Early results in Seattle elections are often illusory. Elections in Washington, along with a handful of other states, are run entirely by mail. Voters receive their ballots in the mail about three weeks before Election Day and have to return them before the deadline. The closest a voter can get to voting in person is dropping their signed ballot in a drop box. Election officials begin posting results on Election Day, but that only includes the ballots that have been received and counted by that day. Ballots only have to be postmarked by Election Day, so they continue to trickle in for days after the voting stops.

New results are posted each day, and in the last several elections, there’s been a distinct leftward shift in the voting results with each passing day. The final tally shifted nine points in favor of the more progressive candidate in the 2013 race, 10 points in 2017 and 12 points in 2021. That was the year Harrell, a moderate Democrat, won by a landslide. But his lead against the progressive opponent, Lorena González, shrunk from 65 percent on election night to 59 percent in the final tally, as her share rose a comparable amount.
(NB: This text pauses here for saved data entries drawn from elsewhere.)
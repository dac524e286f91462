pub mod dates;
pub mod insights;
pub mod output;
pub mod task;

use std::path::PathBuf;

use anyhow::Result;
use clap::{Parser, Subcommand};
use insights::{process_insights_command, InsightsCommand};
use task::{process_task_command, TaskCommand};

use crate::{
    history::repository::GenericHistoryRepository,
    utils::{
        clock::{Clock, DefaultClock},
        dir::{create_application_default_path, ensure_dir},
        logging::{enable_logging, LogOptions},
    },
};

#[derive(Parser, Debug)]
#[command(name = "DayMaker", version, long_about = None)]
#[command(about = "Day tracker with a yearly activity calendar and completion insights", long_about = None)]
pub struct Args {
    #[command(subcommand)]
    commands: Commands,
    #[arg(
        long,
        global = true,
        env = "DAYMAKER_DIR",
        help = "Application directory. By default tries to save into $XDG_STATE_HOME or $HOME/.local/state"
    )]
    dir: Option<PathBuf>,
    #[arg(
        long,
        global = true,
        env = "DAYMAKER_USER",
        help = "Use the history of a signed in user instead of the anonymous one"
    )]
    user: Option<String>,
    #[arg(long, global = true, help = "Disable colors")]
    plain: bool,
    #[arg(long, global = true, help = "Enable logging")]
    log: bool,
}

#[derive(Subcommand, Debug)]
#[command(version, about, long_about = None)]
enum Commands {
    #[command(flatten)]
    Insights(InsightsCommand),
    #[command(about = "Edit the tasks of a day")]
    Task {
        #[command(subcommand)]
        command: TaskCommand,
    },
}

/// Everything a command needs: where the history lives and what day it is.
pub struct CliContext {
    pub repository: GenericHistoryRepository,
    pub clock: Box<dyn Clock>,
    pub colored: bool,
}

pub async fn run_cli() -> Result<()> {
    let args = Args::parse();

    let app_dir = match args.dir {
        Some(dir) => ensure_dir(dir)?,
        None => create_application_default_path()?,
    };

    enable_logging(&app_dir, LogOptions::from_flag(args.log))?;

    let context = CliContext {
        repository: GenericHistoryRepository::for_user(&app_dir, args.user.as_deref())?,
        clock: Box::new(DefaultClock),
        colored: !args.plain,
    };

    match args.commands {
        Commands::Insights(command) => process_insights_command(&context, command).await,
        Commands::Task { command } => process_task_command(&context, command).await,
    }
}

#[cfg(test)]
mod tests {
    use clap::CommandFactory;

    use super::Args;

    #[test]
    fn cli_definition_is_valid() {
        Args::command().debug_assert();
    }
}
use anyhow::Result;
use daymaker::cli::run_cli;
use tracing::error;

#[tokio::main]
async fn main() -> Result<()> {
    run_cli().await.inspect_err(|e| {
        error!("Error running cli {e:?}");
    })?;
    Ok(())
}
pub mod clock;
pub mod dir;
pub mod logging;
pub mod percentage;
pub mod time;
The reason for the leftward shift is that different factions of the Seattle electorate tend to vote at different times, says Sandeep Kaushik, a local political consultant who’s worked with companies and Democratic candidates for public office. Everyone gets their ballots at the same time. But older, wealthier homeowners tend to return them first. Younger, more progressive renters tend to drop them later. Both factions are liberal Democrats, but the younger voters are farther left and more likely to support socialist-aligned candidates like Wilson.

“We are increasingly becoming a city of the haves and the have-lesses,” Kaushik says. “We have a significant class of younger renters, often highly educated but not making that much money, struggling to make ends meet and seeing the enormous prosperity of Seattle around them and feeling like they’re not able to take part.”
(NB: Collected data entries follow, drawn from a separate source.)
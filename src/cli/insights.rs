use anyhow::Result;
use chrono::{Datelike, NaiveDate};
use clap::Subcommand;
use serde::Serialize;
use tracing::{debug, instrument};

use crate::{
    history::{
        entities::{History, HistorySnapshot, TaskSnapshot},
        repository::HistoryRepository,
    },
    insights::{
        cache::InsightsCache,
        grid::{day_grade, DayTooltip},
        series::{monthly_series, shift_weeks, weekly_series},
        stats::{available_years, completion_percentage, lifetime_completed},
    },
};

use super::{
    dates::DateArgs,
    output::{
        charts::{render_monthly, render_stats, render_weekly},
        heatmap::render_heatmap,
        Palette,
    },
    CliContext,
};

#[derive(Subcommand, Debug)]
pub enum InsightsCommand {
    #[command(about = "Display the activity calendar of a year")]
    Calendar {
        #[arg(long, short, help = "Year to display. Defaults to the current one")]
        year: Option<i32>,
    },
    #[command(about = "Display completion statistics of a year")]
    Stats {
        #[arg(long, short, help = "Year to display. Defaults to the current one")]
        year: Option<i32>,
        #[arg(long, help = "Print as json")]
        json: bool,
    },
    #[command(about = "Display completed tasks for each day of a week")]
    Week {
        #[command(flatten)]
        date: DateArgs,
        #[arg(
            long,
            short,
            default_value_t = 0,
            allow_negative_numbers = true,
            help = "Move by whole weeks from the selected date, -1 is the previous week"
        )]
        offset: i64,
        #[arg(long, help = "Print as json")]
        json: bool,
    },
    #[command(about = "Display day counts and completed tasks for each month of a year")]
    Months {
        #[arg(long, short, help = "Year to display. Defaults to the current one")]
        year: Option<i32>,
        #[arg(long, help = "Print as json")]
        json: bool,
    },
    #[command(about = "Display a single day")]
    Day {
        #[command(flatten)]
        date: DateArgs,
        #[arg(long, help = "Print as json")]
        json: bool,
    },
    #[command(about = "List years that have recorded activity")]
    Years,
}

/// Summary of a day as shown in the day detail view.
#[derive(Debug, Serialize)]
pub struct DayView {
    pub date: NaiveDate,
    pub tooltip: DayTooltip,
    pub grade: &'static str,
    pub completion_percent: u32,
    pub tasks: Vec<TaskSnapshot>,
}

impl DayView {
    pub fn new(history: &History, date: NaiveDate) -> Self {
        let record = history.get(&date);
        Self {
            date,
            tooltip: DayTooltip::describe(date, record),
            grade: day_grade(record),
            completion_percent: record.map_or(0, |r| completion_percentage(r).rounded()),
            tasks: record.map(|r| r.tasks().to_vec()).unwrap_or_default(),
        }
    }
}

#[instrument(skip(context))]
pub async fn process_insights_command(context: &CliContext, command: InsightsCommand) -> Result<()> {
    let history = context.repository.load_history().await?;
    debug!("Loaded history with {} days", history.len());
    let snapshot = HistorySnapshot::new(1, history);
    let today = context.clock.today();
    let palette = Palette {
        colored: context.colored,
    };
    let cache = InsightsCache::new();

    match command {
        InsightsCommand::Calendar { year } => {
            let insights = cache.get(&snapshot, year.unwrap_or(today.year()));
            println!(
                "{}",
                render_heatmap(&insights.grid, &insights.month_labels, palette)
            );
            println!(
                "{} active days, longest streak {} days",
                insights.stats.active_days, insights.stats.max_streak
            );
        }
        InsightsCommand::Stats { year, json } => {
            let insights = cache.get(&snapshot, year.unwrap_or(today.year()));
            if json {
                #[derive(Serialize)]
                struct StatsOutput<'a> {
                    year: i32,
                    stats: &'a crate::insights::stats::YearStats,
                    pie: &'a [crate::insights::pie::PieSlice],
                    lifetime_completed: u64,
                }
                println!(
                    "{}",
                    serde_json::to_string_pretty(&StatsOutput {
                        year: insights.year,
                        stats: &insights.stats,
                        pie: &insights.pie,
                        lifetime_completed: lifetime_completed(snapshot.records()),
                    })?
                );
            } else {
                print!(
                    "{}",
                    render_stats(insights.year, &insights.stats, &insights.pie, palette)
                );
                println!(
                    "Lifetime\t{} tasks",
                    lifetime_completed(snapshot.records())
                );
            }
        }
        InsightsCommand::Week { date, offset, json } => {
            let reference = shift_weeks(date.resolve(today)?, offset);
            let series = weekly_series(snapshot.records(), reference);
            if json {
                println!("{}", serde_json::to_string_pretty(&series)?);
            } else {
                print!("{}", render_weekly(&series, palette));
            }
        }
        InsightsCommand::Months { year, json } => {
            let series = monthly_series(snapshot.records(), year.unwrap_or(today.year()));
            if json {
                println!("{}", serde_json::to_string_pretty(&series)?);
            } else {
                print!("{}", render_monthly(&series, palette));
            }
        }
        InsightsCommand::Day { date, json } => {
            let view = DayView::new(snapshot.records(), date.resolve(today)?);
            if json {
                println!("{}", serde_json::to_string_pretty(&view)?);
            } else {
                print_day(&view);
            }
        }
        InsightsCommand::Years => {
            for year in available_years(snapshot.records(), today) {
                println!("{year}");
            }
        }
    }
    Ok(())
}

fn print_day(view: &DayView) {
    println!("{}", view.tooltip.date);
    println!(
        "{}\t{}\tgrade {}\t{}%",
        view.tooltip.status_text, view.tooltip.details, view.grade, view.completion_percent
    );
    for task in &view.tasks {
        println!("{}", super::task::format_task(task));
    }
}

#[cfg(test)]
mod tests {
    use anyhow::Result;
    use chrono::NaiveDate;
    use tempfile::tempdir;

    use crate::{
        cli::{
            dates::{DateArgs, DateStyle},
            CliContext,
        },
        history::{
            entities::{DailyRecord, History, TaskSnapshot, TaskStatus},
            repository::{GenericHistoryRepository, HistoryRepository},
        },
        utils::clock::MockClock,
    };

    use super::{process_insights_command, DayView, InsightsCommand};

    #[tokio::test]
    async fn every_view_renders() -> Result<()> {
        let dir = tempdir()?;
        let mut clock = MockClock::new();
        clock
            .expect_today()
            .returning(|| NaiveDate::from_ymd_opt(2026, 3, 14).unwrap());
        let context = CliContext {
            repository: GenericHistoryRepository::for_user(dir.path(), None)?,
            clock: Box::new(clock),
            colored: true,
        };
        let date = NaiveDate::from_ymd_opt(2026, 3, 2).unwrap();
        context
            .repository
            .save_daily_record(&DailyRecord::from_counts(date, 3, 1))
            .await?;

        let commands = vec![
            InsightsCommand::Calendar { year: None },
            InsightsCommand::Stats { year: Some(2026), json: true },
            InsightsCommand::Stats { year: Some(2027), json: false },
            InsightsCommand::Week {
                date: DateArgs {
                    date: Some("2026-03-02".into()),
                    date_style: DateStyle::Uk,
                },
                offset: -1,
                json: false,
            },
            InsightsCommand::Months { year: None, json: true },
            InsightsCommand::Day {
                date: DateArgs {
                    date: None,
                    date_style: DateStyle::Us,
                },
                json: false,
            },
            InsightsCommand::Years,
        ];
        for command in commands {
            process_insights_command(&context, command).await?;
        }
        Ok(())
    }

    #[test]
    fn day_view_of_recorded_and_empty_days() {
        let date = NaiveDate::from_ymd_opt(2026, 3, 14).unwrap();
        let mut history = History::new();
        history.insert(
            date,
            DailyRecord::from_tasks(
                date,
                vec![TaskSnapshot {
                    id: 1,
                    title: "Run".into(),
                    status: TaskStatus::Completed,
                    time: None,
                    category: None,
                }],
            ),
        );

        let view = DayView::new(&history, date);
        assert_eq!(view.grade, "A+");
        assert_eq!(view.completion_percent, 100);
        assert_eq!(view.tasks.len(), 1);
        assert_eq!(view.tooltip.status_text, "Perfect");

        let empty = DayView::new(&history, date.succ_opt().unwrap());
        assert_eq!(empty.grade, "N/A");
        assert_eq!(empty.completion_percent, 0);
        assert!(empty.tasks.is_empty());
    }
}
In this year’s race, the vote tally only moved about seven points to the left after Election Day — a much smaller shift than in recent elections, but enough to put Wilson over the finish line. Wilson is a well-known activist in Seattle and the head of the Transit Riders Union, an advocacy group that has campaigned for a range of progressive causes related to transportation, housing and the cost of living. Harrell had lined up support from business and labor groups. But his popularity in the city had slipped after he sided with big businesses like Microsoft and Amazon against a social housing ballot measure that eventually won with 63 percent of the vote. The re-election of Donald Trump as president also re-energized parts of the progressive left in big cities. Wilson criticized Harrell’s approach to a range of local issues, like his administration’s aggressive clearing of homeless encampments. But her campaign also rode a wave of concern about affordability that swept Democrats into office all over the country.

Wilson has welcomed comparisons to Zohran Mamdani, the democratic socialist who won New York City’s mayoral race. She supports raising taxes on big businesses, and was the “intellectual architect” of Seattle’s Jumpstart Tax, a tax on corporations with large payrolls, according to Kaushik. But she has also said she’s “not going to be stupid” about how she approaches progressive taxation as mayor.
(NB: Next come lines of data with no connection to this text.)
use std::fmt::Write;

use crate::{
    history::entities::Status,
    insights::{
        pie::PieSlice,
        series::{max_week_value, MonthPoint, PointStatus, WeekdayPoint},
        stats::YearStats,
    },
};

use super::{point_status, Palette};

const BAR_WIDTH: u32 = 20;
/// A month never has more days than this, the stacked bar is scaled against it.
const MAX_MONTH_DAYS: u32 = 31;

fn bar(value: u32, max: u32, width: u32) -> String {
    let filled = if max == 0 {
        0
    } else {
        (value.min(max) as u64 * width as u64).div_ceil(max as u64)
    };
    "█".repeat(filled as usize)
}

pub fn render_weekly(series: &[WeekdayPoint], palette: Palette) -> String {
    let max = max_week_value(series);
    let mut out = String::new();
    for point in series {
        let _ = writeln!(
            out,
            "{}  {:<6}\t{:>3}  {}",
            point.label,
            point.full_date,
            point.value,
            palette.paint(point.status, &bar(point.value, max, BAR_WIDTH))
        );
    }
    out
}

pub fn render_monthly(series: &[MonthPoint], palette: Palette) -> String {
    let mut out = String::new();
    for month in series {
        let stacked = [
            (Status::Green, month.green),
            (Status::Blue, month.blue),
            (Status::Red, month.red),
        ]
        .into_iter()
        .map(|(status, days)| palette.paint_status(status, &bar(days, MAX_MONTH_DAYS, MAX_MONTH_DAYS)))
        .collect::<String>();

        let _ = writeln!(
            out,
            "{}\t{:>2}/{:>2}/{:>2}\t{:>4} tasks  {}",
            month.label, month.green, month.blue, month.red, month.total_tasks, stacked
        );
    }
    out
}

/// Cells of a `width` wide bar taken by each slice. Boundaries are rounded from the cumulative
/// offsets so the cells always add up to `width`, and a non-empty slice keeps at least one cell.
fn ring_widths(pie: &[PieSlice], width: u32) -> Vec<u32> {
    let boundary = |percent: f64| (percent / 100. * width as f64).round() as u32;
    let mut widths = pie
        .iter()
        .map(|slice| {
            let start = boundary(slice.arc_offset_percent);
            let end = boundary(slice.arc_offset_percent + slice.arc_length_percent);
            end.saturating_sub(start).max(1)
        })
        .collect::<Vec<_>>();

    let mut excess = widths.iter().sum::<u32>().saturating_sub(width);
    while excess > 0 {
        let Some(widest) = widths.iter_mut().filter(|w| **w > 1).max_by_key(|w| **w) else {
            break;
        };
        *widest -= 1;
        excess -= 1;
    }
    widths
}

pub fn render_stats(year: i32, stats: &YearStats, pie: &[PieSlice], palette: Palette) -> String {
    let mut out = String::new();
    let _ = writeln!(out, "Year {year}");
    let _ = writeln!(out, "Active days\t{}", stats.active_days);
    let _ = writeln!(out, "Longest streak\t{} days", stats.max_streak);
    for (status, name) in [
        (Status::Green, "Perfect"),
        (Status::Blue, "Partial"),
        (Status::Red, "Incomplete"),
    ] {
        let _ = writeln!(
            out,
            "{}\t{}\t{}",
            palette.paint_status(status, name),
            stats.count(status),
            stats.share(status)
        );
    }

    if pie.is_empty() {
        out.push_str(&palette.paint(PointStatus::None, &"░".repeat(BAR_WIDTH as usize)));
    } else {
        for (slice, width) in pie.iter().zip(ring_widths(pie, BAR_WIDTH)) {
            out.push_str(&palette.paint(point_status(slice.key), &"█".repeat(width as usize)));
        }
    }
    out.push('\n');
    out
}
Seattle hasn’t re-elected a mayor in 20 years, and the city’s politics keep swinging back and forth between the progressive and moderate Democratic visions. Kaushik says the way Wilson approaches the role — more hard-line ideological or more practical and conciliatory — could determine how quickly the pendulum swings again.

“It’s going to be really interesting to see what happens with Katie as mayor. I don’t think any of us know,” Kaushik says. “She is an outsider to city hall, has never held elective office, and she is a true believer — a progressive activist. That said, she’s interesting because she’s very, very smart, and she’s self-reflective. She is a student of what works and what doesn’t in municipal politics.”